*GOAL OF THE EXERCISE:*
Take each line of the data that contains the string "codegen" and copy it.
+++
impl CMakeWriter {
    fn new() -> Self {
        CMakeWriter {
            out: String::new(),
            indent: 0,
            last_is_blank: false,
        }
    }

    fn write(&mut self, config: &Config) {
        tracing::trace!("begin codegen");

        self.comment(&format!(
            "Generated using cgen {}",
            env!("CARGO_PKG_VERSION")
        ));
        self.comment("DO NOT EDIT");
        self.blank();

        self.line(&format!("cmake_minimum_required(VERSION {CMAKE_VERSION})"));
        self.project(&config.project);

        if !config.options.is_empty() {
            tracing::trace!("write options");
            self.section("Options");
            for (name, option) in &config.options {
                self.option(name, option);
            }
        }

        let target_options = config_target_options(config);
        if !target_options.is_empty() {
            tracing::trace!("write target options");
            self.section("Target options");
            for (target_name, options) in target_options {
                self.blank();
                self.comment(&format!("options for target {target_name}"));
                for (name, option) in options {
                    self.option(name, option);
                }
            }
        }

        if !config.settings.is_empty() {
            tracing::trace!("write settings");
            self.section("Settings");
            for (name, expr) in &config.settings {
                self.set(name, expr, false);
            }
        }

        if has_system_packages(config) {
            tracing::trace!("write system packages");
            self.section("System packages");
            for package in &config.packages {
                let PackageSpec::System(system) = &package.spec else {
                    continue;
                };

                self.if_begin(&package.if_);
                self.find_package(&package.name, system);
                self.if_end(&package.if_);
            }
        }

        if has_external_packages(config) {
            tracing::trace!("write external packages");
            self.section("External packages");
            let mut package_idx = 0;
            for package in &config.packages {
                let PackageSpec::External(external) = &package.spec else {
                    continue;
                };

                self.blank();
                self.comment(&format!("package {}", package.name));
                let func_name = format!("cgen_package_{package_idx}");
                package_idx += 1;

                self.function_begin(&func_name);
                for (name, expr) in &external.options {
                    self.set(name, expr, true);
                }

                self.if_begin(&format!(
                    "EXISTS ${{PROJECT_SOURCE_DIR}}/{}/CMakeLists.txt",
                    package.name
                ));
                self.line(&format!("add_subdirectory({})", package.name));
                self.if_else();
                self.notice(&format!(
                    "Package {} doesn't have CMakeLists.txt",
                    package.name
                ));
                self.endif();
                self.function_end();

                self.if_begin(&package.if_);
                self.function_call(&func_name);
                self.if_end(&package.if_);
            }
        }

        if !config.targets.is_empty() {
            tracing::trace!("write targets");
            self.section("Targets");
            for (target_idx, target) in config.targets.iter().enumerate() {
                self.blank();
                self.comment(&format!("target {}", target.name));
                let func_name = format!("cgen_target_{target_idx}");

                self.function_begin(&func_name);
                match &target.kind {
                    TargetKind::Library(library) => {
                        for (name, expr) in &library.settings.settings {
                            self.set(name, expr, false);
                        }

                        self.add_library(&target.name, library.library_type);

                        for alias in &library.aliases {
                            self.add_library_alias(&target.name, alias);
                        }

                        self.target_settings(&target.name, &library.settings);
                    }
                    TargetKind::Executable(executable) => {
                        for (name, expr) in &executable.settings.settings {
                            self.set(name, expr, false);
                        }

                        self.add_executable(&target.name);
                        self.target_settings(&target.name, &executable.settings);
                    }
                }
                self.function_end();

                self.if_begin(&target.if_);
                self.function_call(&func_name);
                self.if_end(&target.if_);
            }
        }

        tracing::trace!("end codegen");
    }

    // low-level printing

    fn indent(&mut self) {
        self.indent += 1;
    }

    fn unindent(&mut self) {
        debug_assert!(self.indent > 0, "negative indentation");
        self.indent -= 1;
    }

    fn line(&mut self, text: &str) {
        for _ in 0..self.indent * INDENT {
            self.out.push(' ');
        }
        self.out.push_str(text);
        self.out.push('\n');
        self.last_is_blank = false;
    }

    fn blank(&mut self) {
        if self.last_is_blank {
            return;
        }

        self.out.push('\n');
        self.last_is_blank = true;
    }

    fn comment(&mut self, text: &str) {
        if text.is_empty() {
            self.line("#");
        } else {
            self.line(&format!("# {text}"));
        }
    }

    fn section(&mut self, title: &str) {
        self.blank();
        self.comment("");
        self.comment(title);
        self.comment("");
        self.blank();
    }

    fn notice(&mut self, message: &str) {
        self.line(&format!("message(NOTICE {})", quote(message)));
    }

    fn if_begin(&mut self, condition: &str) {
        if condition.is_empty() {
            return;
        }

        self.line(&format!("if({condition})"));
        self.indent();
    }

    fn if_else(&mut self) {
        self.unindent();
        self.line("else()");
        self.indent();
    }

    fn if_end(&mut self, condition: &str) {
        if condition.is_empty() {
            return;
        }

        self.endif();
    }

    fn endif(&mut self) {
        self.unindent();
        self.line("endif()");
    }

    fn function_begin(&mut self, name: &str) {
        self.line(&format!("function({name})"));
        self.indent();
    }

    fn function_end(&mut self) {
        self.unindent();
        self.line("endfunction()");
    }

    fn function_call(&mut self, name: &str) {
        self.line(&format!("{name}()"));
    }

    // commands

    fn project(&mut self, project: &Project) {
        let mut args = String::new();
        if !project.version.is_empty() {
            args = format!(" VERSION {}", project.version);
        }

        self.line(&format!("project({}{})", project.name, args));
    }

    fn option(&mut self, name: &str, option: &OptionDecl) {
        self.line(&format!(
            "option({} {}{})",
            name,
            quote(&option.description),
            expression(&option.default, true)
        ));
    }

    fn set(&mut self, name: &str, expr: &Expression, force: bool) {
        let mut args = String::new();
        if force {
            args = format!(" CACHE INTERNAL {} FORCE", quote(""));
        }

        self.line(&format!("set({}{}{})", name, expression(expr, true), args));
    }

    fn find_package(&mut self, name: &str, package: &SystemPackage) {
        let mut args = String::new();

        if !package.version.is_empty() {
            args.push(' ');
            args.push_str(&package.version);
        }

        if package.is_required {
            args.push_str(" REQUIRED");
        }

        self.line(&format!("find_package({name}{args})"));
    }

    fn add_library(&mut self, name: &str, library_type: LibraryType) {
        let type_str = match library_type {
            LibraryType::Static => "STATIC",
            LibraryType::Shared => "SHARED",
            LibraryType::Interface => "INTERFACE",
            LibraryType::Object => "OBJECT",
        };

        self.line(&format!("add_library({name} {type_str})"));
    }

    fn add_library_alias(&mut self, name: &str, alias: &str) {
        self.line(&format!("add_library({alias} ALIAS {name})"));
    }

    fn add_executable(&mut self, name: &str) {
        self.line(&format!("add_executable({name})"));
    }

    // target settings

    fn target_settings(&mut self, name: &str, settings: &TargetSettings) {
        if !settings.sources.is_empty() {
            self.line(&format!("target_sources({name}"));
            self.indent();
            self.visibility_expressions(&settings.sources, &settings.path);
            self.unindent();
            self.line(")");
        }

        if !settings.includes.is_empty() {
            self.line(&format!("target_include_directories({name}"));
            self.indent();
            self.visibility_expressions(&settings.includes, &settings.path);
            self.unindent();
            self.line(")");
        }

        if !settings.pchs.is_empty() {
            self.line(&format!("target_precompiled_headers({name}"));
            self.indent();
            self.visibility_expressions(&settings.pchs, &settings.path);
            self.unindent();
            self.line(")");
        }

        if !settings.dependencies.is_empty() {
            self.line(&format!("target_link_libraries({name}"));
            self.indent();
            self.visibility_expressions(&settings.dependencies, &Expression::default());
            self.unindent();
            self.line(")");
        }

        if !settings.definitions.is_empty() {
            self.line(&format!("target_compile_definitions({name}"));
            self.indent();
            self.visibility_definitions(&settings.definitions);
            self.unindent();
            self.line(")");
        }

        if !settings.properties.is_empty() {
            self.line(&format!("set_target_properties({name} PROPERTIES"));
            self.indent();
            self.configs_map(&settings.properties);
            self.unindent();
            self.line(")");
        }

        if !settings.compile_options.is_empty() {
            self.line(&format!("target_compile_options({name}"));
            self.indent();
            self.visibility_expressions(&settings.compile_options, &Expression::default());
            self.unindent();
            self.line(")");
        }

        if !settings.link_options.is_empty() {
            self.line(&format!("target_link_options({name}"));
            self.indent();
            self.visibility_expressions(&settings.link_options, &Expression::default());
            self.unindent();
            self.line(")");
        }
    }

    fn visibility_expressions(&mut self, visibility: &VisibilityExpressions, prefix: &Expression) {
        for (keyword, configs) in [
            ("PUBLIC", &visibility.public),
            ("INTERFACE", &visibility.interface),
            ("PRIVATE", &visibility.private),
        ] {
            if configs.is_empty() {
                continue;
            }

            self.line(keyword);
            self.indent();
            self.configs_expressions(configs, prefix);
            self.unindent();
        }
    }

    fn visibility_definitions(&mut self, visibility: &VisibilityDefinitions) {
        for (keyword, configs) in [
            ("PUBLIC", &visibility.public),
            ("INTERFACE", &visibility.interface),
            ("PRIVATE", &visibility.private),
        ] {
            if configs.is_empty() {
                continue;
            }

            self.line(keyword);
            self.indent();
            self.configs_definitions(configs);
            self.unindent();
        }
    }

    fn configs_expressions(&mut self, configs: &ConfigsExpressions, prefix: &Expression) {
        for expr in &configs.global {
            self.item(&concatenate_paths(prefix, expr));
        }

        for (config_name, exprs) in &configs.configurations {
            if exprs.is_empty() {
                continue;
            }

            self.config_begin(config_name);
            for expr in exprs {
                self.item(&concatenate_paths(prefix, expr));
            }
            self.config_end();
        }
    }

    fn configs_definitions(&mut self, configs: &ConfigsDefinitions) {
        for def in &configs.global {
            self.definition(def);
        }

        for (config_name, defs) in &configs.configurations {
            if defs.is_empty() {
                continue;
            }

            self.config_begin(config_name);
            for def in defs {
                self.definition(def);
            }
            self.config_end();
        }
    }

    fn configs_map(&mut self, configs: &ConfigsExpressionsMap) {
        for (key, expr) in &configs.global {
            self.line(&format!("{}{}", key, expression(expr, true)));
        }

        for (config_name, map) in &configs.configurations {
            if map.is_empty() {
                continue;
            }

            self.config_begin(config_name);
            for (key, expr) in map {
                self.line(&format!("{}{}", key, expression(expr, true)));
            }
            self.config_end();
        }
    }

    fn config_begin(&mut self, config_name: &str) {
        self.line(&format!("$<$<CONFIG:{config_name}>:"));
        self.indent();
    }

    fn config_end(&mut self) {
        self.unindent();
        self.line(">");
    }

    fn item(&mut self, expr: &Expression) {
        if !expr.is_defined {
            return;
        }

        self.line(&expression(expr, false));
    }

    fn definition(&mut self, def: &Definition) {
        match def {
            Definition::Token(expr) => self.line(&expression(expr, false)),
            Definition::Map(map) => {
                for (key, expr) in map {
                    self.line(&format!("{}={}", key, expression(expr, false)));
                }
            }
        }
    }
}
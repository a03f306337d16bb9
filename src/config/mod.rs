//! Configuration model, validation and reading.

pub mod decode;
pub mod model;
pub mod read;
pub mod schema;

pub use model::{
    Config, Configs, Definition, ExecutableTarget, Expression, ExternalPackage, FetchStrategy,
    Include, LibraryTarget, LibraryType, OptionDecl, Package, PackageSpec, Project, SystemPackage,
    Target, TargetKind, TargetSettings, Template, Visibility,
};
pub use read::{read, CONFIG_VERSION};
+++
*RESPONSE AREA:*
        tracing::trace!("begin codegen");
        tracing::trace!("end codegen");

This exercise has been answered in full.